IT DID NOTfeel the cold. It had only a vague sense of things, a concept of shape and size and direction that was barely enough to guide it on its way, abstract ideas of how things were supposed to be as opposed to observations of how they actually were. Its whole world was its own, contained within its potential mind, where a slew of instincts were all that existed; no experience, no history, nothing to shape this shade any more than nature had already done. The faults were already there, not planted by outside intervention. There are mistakes even in nature.
It did not know that it was a mistake. It was perfect. It had been told so by its god, and that god had sent it on its way, launched it from endless waiting out into the world with an aim in mind. It could find itself a home, the god said, somewhere to settle and spread, let its potential filter down into flesh and bone, heart and desire, mind and body. And then-the hardest part-it would leave this home and return.
It was all instinct, and the instinct was to never go back. But one of the knots in its makeup made it, so its god said, better than perfect. It made it exquisite. It gave this shade, this empty space of potential mind, soul, spirit, experience and existence, something of a life already.
It was loyal to its god.
It traveled quickly, seeking out whispers echoing through the spaces surrounding it. Ideas, words, visions it had been told to watch for. The whispers had silenced already, but the shade knew the direction, even if distance was something as yet vague. It traveled beneath the surface of the world, behind the plane where true life existed, and though the temptation was to immerse itself in this reality-the draw was huge, the power great, the shade’s potential aching to be let in-it knew to wait. It had its instructions. So it traversed spaces where there had never been anything, passing by others similar to itself as they waited patiently for life. They did not notice its passing, though in its wake they were scrutinized one more time for any imperfections. There were none; their creation was thorough. This shifting shade was an oddity, an echo of something not there, and something not noticed cannot be forgotten.

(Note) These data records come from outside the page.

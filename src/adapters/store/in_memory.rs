//! In-memory document store for tests and local development.
//!
//! Backed by a flat `BTreeMap` keyed by document path. Collections are
//! implicit: a document exists under a collection when its path starts with
//! `{collection}/` and the remainder contains no further slash. Deletes
//! track in-flight concurrency so batching behavior is observable in tests.

use std::collections::BTreeMap;
use std::sync::atomic::{AtomicUsize, Ordering};
use std::sync::Mutex;

use async_trait::async_trait;
use serde_json::Value;

use crate::ports::{DocumentStore, StoreError};

#[derive(Default)]
pub struct InMemoryDocumentStore {
    docs: Mutex<BTreeMap<String, Value>>,
    fail_next_write: Mutex<Option<String>>,
    delete_log: Mutex<Vec<String>>,
    in_flight_deletes: AtomicUsize,
    max_in_flight_deletes: AtomicUsize,
}

impl InMemoryDocumentStore {
    pub fn new() -> Self {
        Self::default()
    }

    /// Seed a document directly, bypassing the async API.
    pub fn insert(&self, path: &str, doc: Value) {
        self.docs.lock().unwrap().insert(path.to_string(), doc);
    }

    /// Read a document directly, bypassing the async API.
    pub fn get_sync(&self, path: &str) -> Option<Value> {
        self.docs.lock().unwrap().get(path).cloned()
    }

    /// List document ids under a collection, bypassing the async API.
    pub fn list_sync(&self, collection: &str) -> Vec<String> {
        let prefix = format!("{}/", collection);
        self.docs
            .lock()
            .unwrap()
            .keys()
            .filter_map(|path| path.strip_prefix(&prefix))
            .filter(|rest| !rest.contains('/'))
            .map(str::to_string)
            .collect()
    }

    pub fn document_count(&self) -> usize {
        self.docs.lock().unwrap().len()
    }

    /// Make the next write (set or merge) fail with the given message.
    pub fn fail_next_write(&self, message: &str) {
        *self.fail_next_write.lock().unwrap() = Some(message.to_string());
    }

    /// Every delete issued, in completion order.
    pub fn delete_log(&self) -> Vec<String> {
        self.delete_log.lock().unwrap().clone()
    }

    /// Highest number of deletes observed in flight at once.
    pub fn max_in_flight_deletes(&self) -> usize {
        self.max_in_flight_deletes.load(Ordering::SeqCst)
    }

    fn take_write_failure(&self) -> Option<StoreError> {
        self.fail_next_write
            .lock()
            .unwrap()
            .take()
            .map(StoreError::Backend)
    }
}

#[async_trait]
impl DocumentStore for InMemoryDocumentStore {
    async fn get_document(&self, path: &str) -> Result<Value, StoreError> {
        self.get_sync(path).ok_or(StoreError::NotFound)
    }

    async fn set_document(&self, path: &str, doc: &Value) -> Result<(), StoreError> {
        if let Some(e) = self.take_write_failure() {
            return Err(e);
        }
        self.insert(path, doc.clone());
        Ok(())
    }

    async fn merge_document(&self, path: &str, fields: &Value) -> Result<(), StoreError> {
        if let Some(e) = self.take_write_failure() {
            return Err(e);
        }
        let mut docs = self.docs.lock().unwrap();
        let entry = docs
            .entry(path.to_string())
            .or_insert_with(|| Value::Object(Default::default()));
        match (entry.as_object_mut(), fields.as_object()) {
            (Some(existing), Some(incoming)) => {
                for (k, v) in incoming {
                    existing.insert(k.clone(), v.clone());
                }
                Ok(())
            }
            _ => Err(StoreError::backend("merge requires object documents")),
        }
    }

    async fn delete_document(&self, path: &str) -> Result<(), StoreError> {
        let in_flight = self.in_flight_deletes.fetch_add(1, Ordering::SeqCst) + 1;
        self.max_in_flight_deletes
            .fetch_max(in_flight, Ordering::SeqCst);
        // Let the whole batch register before any delete completes, so
        // tests observe the true per-batch concurrency.
        tokio::task::yield_now().await;
        self.in_flight_deletes.fetch_sub(1, Ordering::SeqCst);

        self.delete_log.lock().unwrap().push(path.to_string());
        match self.docs.lock().unwrap().remove(path) {
            Some(_) => Ok(()),
            None => Err(StoreError::NotFound),
        }
    }

    async fn list_document_ids(&self, collection: &str) -> Result<Vec<String>, StoreError> {
        Ok(self.list_sync(collection))
    }
}

#[cfg(test)]
mod tests {
    use super::*;
    use serde_json::json;

    #[tokio::test]
    async fn merge_preserves_untouched_fields() {
        let store = InMemoryDocumentStore::new();
        store.insert("users/u", json!({"name": "ana", "plan_id": "free"}));

        store
            .merge_document("users/u", &json!({"plan_id": "premium"}))
            .await
            .unwrap();

        let doc = store.get_sync("users/u").unwrap();
        assert_eq!(doc["name"], "ana");
        assert_eq!(doc["plan_id"], "premium");
    }

    #[tokio::test]
    async fn merge_creates_missing_document() {
        let store = InMemoryDocumentStore::new();
        store
            .merge_document("users/u", &json!({"plan_id": "premium"}))
            .await
            .unwrap();
        assert_eq!(store.get_sync("users/u").unwrap()["plan_id"], "premium");
    }

    #[tokio::test]
    async fn list_only_returns_direct_children() {
        let store = InMemoryDocumentStore::new();
        store.insert("users/u", json!({}));
        store.insert("users/u/expenses/e1", json!({}));
        store.insert("users/u/expenses/e2", json!({}));
        store.insert("users/u/categories/c1", json!({}));

        let mut ids = store.list_document_ids("users/u/expenses").await.unwrap();
        ids.sort();
        assert_eq!(ids, vec!["e1", "e2"]);
    }

    #[tokio::test]
    async fn delete_of_missing_document_is_not_found() {
        let store = InMemoryDocumentStore::new();
        assert!(matches!(
            store.delete_document("users/nope").await,
            Err(StoreError::NotFound)
        ));
    }
}
//! Adapters - implementations of the port interfaces.
//!
//! - `http` - axum routes, handlers, and DTOs
//! - `store` - Firestore REST document store + in-memory test double
//! - `identity` - Firebase identity provider + in-memory test double
//! - `gateway` - Mercado Pago payment gateway + configurable test double
//! - `signature` - the (deliberately) unverified webhook signature stub

pub mod gateway;
pub mod http;
pub mod identity;
pub mod signature;
pub mod store;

Its imperfections dipped it into the world on occasion, and the sudden shock of life flung it out instantly: a brief instant of cold as it hits a field of white, things darting away in terror, the white solidifying and becoming clear in its path; more cold, subsumed in fluid, life swarming and seeding and ending around it, life as small as a piece of nothing or large as the mind of its god, and all of it shocked at the shade’s brief arrival; something more solid, rich in the history of life though holding little, only sleeping things, even older than its god and so much more unknowable.
The shade withdrew with something akin to fear. It was its first true emotion, and it was quite apt.
Time passed, though the shade did not know time. The places it skirted became warmer, the oceans more full of life, the sky lighter and more loaded with living things. Nothing saw it-there was nothing to sense-but the mood of wrongness at its passing sent a pod of blade whales on course for a distant beach, a giant hawk into sea-bound freefall, and the crew of a fishing boat into a murderous madness.
It moved on, listening for more whispers to carry back to its god.